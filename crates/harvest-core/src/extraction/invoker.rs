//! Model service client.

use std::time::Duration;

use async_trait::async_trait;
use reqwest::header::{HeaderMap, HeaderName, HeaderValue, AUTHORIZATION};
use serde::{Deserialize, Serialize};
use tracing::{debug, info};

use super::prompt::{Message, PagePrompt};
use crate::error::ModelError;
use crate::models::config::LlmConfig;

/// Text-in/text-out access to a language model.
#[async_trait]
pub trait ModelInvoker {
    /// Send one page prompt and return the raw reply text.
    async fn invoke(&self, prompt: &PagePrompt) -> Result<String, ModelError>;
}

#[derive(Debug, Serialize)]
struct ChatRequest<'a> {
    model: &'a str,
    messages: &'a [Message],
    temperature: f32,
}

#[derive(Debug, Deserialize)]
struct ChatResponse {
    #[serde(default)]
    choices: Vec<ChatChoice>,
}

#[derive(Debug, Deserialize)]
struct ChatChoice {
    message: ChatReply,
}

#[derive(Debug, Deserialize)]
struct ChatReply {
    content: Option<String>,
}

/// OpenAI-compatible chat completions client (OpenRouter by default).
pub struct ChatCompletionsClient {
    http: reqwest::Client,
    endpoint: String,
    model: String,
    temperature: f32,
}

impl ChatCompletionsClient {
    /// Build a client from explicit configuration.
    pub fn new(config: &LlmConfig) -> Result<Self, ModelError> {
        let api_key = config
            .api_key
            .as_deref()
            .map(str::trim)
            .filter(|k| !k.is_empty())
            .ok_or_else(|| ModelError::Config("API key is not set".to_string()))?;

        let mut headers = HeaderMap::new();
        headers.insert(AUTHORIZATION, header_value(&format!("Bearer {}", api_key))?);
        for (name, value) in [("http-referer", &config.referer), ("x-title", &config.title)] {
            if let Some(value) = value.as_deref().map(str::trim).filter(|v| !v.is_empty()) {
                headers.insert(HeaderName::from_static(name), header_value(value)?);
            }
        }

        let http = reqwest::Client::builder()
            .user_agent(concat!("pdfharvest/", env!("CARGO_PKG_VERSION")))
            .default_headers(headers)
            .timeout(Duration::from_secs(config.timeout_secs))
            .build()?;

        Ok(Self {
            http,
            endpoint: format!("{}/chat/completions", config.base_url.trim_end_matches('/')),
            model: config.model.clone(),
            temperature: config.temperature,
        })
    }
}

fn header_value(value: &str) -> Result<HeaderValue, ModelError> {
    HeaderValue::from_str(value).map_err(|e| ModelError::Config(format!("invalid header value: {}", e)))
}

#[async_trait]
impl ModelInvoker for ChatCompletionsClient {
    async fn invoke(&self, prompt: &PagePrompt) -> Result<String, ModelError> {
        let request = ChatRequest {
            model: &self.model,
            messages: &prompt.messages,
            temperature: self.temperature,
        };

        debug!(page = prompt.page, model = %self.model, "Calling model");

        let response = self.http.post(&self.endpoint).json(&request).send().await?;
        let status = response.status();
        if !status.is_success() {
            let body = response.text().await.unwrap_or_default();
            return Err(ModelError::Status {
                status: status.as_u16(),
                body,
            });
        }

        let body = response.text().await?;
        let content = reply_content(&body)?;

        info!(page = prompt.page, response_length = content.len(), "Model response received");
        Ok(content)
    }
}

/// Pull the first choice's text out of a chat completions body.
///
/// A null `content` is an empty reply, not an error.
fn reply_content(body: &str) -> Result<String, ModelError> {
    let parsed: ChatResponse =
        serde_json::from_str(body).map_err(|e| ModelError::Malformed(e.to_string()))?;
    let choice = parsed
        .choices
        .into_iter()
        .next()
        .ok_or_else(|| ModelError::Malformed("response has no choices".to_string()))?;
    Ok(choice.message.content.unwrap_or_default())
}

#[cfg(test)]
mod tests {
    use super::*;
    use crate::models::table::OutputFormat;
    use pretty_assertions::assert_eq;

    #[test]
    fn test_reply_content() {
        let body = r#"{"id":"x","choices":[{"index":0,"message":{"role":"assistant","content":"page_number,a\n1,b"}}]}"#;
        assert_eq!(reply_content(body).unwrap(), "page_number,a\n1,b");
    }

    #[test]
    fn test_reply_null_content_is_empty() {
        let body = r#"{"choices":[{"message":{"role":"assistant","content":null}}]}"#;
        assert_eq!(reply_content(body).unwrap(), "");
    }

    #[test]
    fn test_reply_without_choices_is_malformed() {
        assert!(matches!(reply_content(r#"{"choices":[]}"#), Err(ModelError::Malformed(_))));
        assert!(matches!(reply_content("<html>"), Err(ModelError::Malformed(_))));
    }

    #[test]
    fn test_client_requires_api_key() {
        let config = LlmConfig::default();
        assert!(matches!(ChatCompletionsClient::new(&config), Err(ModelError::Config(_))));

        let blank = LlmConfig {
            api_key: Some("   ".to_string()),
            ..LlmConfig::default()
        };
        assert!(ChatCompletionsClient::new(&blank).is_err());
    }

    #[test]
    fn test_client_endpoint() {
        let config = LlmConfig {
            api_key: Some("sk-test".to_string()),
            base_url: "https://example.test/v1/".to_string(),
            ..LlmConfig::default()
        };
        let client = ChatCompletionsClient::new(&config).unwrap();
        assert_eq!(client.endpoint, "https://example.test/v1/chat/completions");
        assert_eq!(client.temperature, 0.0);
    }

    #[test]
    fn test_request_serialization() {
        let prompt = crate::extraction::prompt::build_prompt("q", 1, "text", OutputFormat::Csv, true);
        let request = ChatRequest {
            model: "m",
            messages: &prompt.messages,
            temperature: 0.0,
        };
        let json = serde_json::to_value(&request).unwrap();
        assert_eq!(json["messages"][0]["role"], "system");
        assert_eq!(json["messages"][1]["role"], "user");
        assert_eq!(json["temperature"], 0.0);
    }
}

○ ○ ○ ○

### WHAT IS EXPECTED
Write out the entries verbatim, all of them.

### EXERCISE RESPONSE
filename crates/harvest-core/src/extraction/invoker.rs
//! Model service client.

use std::time::Duration;

use async_trait::async_trait;
use reqwest::header::{HeaderMap, HeaderName, HeaderValue, AUTHORIZATION};
use serde::{Deserialize, Serialize};
use tracing::{debug, info};

use super::prompt::{Message, PagePrompt};
use crate::error::ModelError;
use crate::models::config::LlmConfig;

/// Text-in/text-out access to a language model.
#[async_trait]
pub trait ModelInvoker {
    /// Send one page prompt and return the raw reply text.
    async fn invoke(&self, prompt: &PagePrompt) -> Result<String, ModelError>;
}

#[derive(Debug, Serialize)]
struct ChatRequest<'a> {
    model: &'a str,
    messages: &'a [Message],
    temperature: f32,
}

#[derive(Debug, Deserialize)]
struct ChatResponse {
    #[serde(default)]
    choices: Vec<ChatChoice>,
}

#[derive(Debug, Deserialize)]
struct ChatChoice {
    message: ChatReply,
}

#[derive(Debug, Deserialize)]
struct ChatReply {
    content: Option<String>,
}

/// OpenAI-compatible chat completions client (OpenRouter by default).
pub struct ChatCompletionsClient {
    http: reqwest::Client,
    endpoint: String,
    model: String,
    temperature: f32,
}

impl ChatCompletionsClient {
    /// Build a client from explicit configuration.
    pub fn new(config: &LlmConfig) -> Result<Self, ModelError> {
        let api_key = config
            .api_key
            .as_deref()
            .map(str::trim)
            .filter(|k| !k.is_empty())
            .ok_or_else(|| ModelError::Config("API key is not set".to_string()))?;

        let mut headers = HeaderMap::new();
        headers.insert(AUTHORIZATION, header_value(&format!("Bearer {}", api_key))?);
        for (name, value) in [("http-referer", &config.referer), ("x-title", &config.title)] {
            if let Some(value) = value.as_deref().map(str::trim).filter(|v| !v.is_empty()) {
                headers.insert(HeaderName::from_static(name), header_value(value)?);
            }
        }

        let http = reqwest::Client::builder()
            .user_agent(concat!("pdfharvest/", env!("CARGO_PKG_VERSION")))
            .default_headers(headers)
            .timeout(Duration::from_secs(config.timeout_secs))
            .build()?;

        Ok(Self {
            http,
            endpoint: format!("{}/chat/completions", config.base_url.trim_end_matches('/')),
            model: config.model.clone(),
            temperature: config.temperature,
        })
    }
}

fn header_value(value: &str) -> Result<HeaderValue, ModelError> {
    HeaderValue::from_str(value).map_err(|e| ModelError::Config(format!("invalid header value: {}", e)))
}

#[async_trait]
impl ModelInvoker for ChatCompletionsClient {
    async fn invoke(&self, prompt: &PagePrompt) -> Result<String, ModelError> {
        let request = ChatRequest {
            model: &self.model,
            messages: &prompt.messages,
            temperature: self.temperature,
        };

        debug!(page = prompt.page, model = %self.model, "Calling model");

        let response = self.http.post(&self.endpoint).json(&request).send().await?;
        let status = response.status();
        if !status.is_success() {
            let body = response.text().await.unwrap_or_default();
            return Err(ModelError::Status {
                status: status.as_u16(),
                body,
            });
        }

        let body = response.text().await?;
        let content = reply_content(&body)?;

        info!(page = prompt.page, response_length = content.len(), "Model response received");
        Ok(content)
    }
}

/// Pull the first choice's text out of a chat completions body.
///
/// A null `content` is an empty reply, not an error.
fn reply_content(body: &str) -> Result<String, ModelError> {
    let parsed: ChatResponse =
        serde_json::from_str(body).map_err(|e| ModelError::Malformed(e.to_string()))?;
    let choice = parsed
        .choices
        .into_iter()
        .next()
        .ok_or_else(|| ModelError::Malformed("response has no choices".to_string()))?;
    Ok(choice.message.content.unwrap_or_default())
}

#[cfg(test)]
mod tests {
    use super::*;
    use crate::models::table::OutputFormat;
    use pretty_assertions::assert_eq;

    #[test]
    fn test_reply_content() {
        let body = r#"{"id":"x","choices":[{"index":0,"message":{"role":"assistant","content":"page_number,a\n1,b"}}]}"#;
        assert_eq!(reply_content(body).unwrap(), "page_number,a\n1,b");
    }

    #[test]
    fn test_reply_null_content_is_empty() {
        let body = r#"{"choices":[{"message":{"role":"assistant","content":null}}]}"#;
        assert_eq!(reply_content(body).unwrap(), "");
    }

    #[test]
    fn test_reply_without_choices_is_malformed() {
        assert!(matches!(reply_content(r#"{"choices":[]}"#), Err(ModelError::Malformed(_))));
        assert!(matches!(reply_content("<html>"), Err(ModelError::Malformed(_))));
    }

    #[test]
    fn test_client_requires_api_key() {
        let config = LlmConfig::default();
        assert!(matches!(ChatCompletionsClient::new(&config), Err(ModelError::Config(_))));

        let blank = LlmConfig {
            api_key: Some("   ".to_string()),
            ..LlmConfig::default()
        };
        assert!(ChatCompletionsClient::new(&blank).is_err());
    }

    #[test]
    fn test_client_endpoint() {
        let config = LlmConfig {
            api_key: Some("sk-test".to_string()),
            base_url: "https://example.test/v1/".to_string(),
            ..LlmConfig::default()
        };
        let client = ChatCompletionsClient::new(&config).unwrap();
        assert_eq!(client.endpoint, "https://example.test/v1/chat/completions");
        assert_eq!(client.temperature, 0.0);
    }

    #[test]
    fn test_request_serialization() {
        let prompt = crate::extraction::prompt::build_prompt("q", 1, "text", OutputFormat::Csv, true);
        let request = ChatRequest {
            model: "m",
            messages: &prompt.messages,
            temperature: 0.0,
        };
        let json = serde_json::to_value(&request).unwrap();
        assert_eq!(json["messages"][0]["role"], "system");
        assert_eq!(json["messages"][1]["role"], "user");
        assert_eq!(json["temperature"], 0.0);
    }
}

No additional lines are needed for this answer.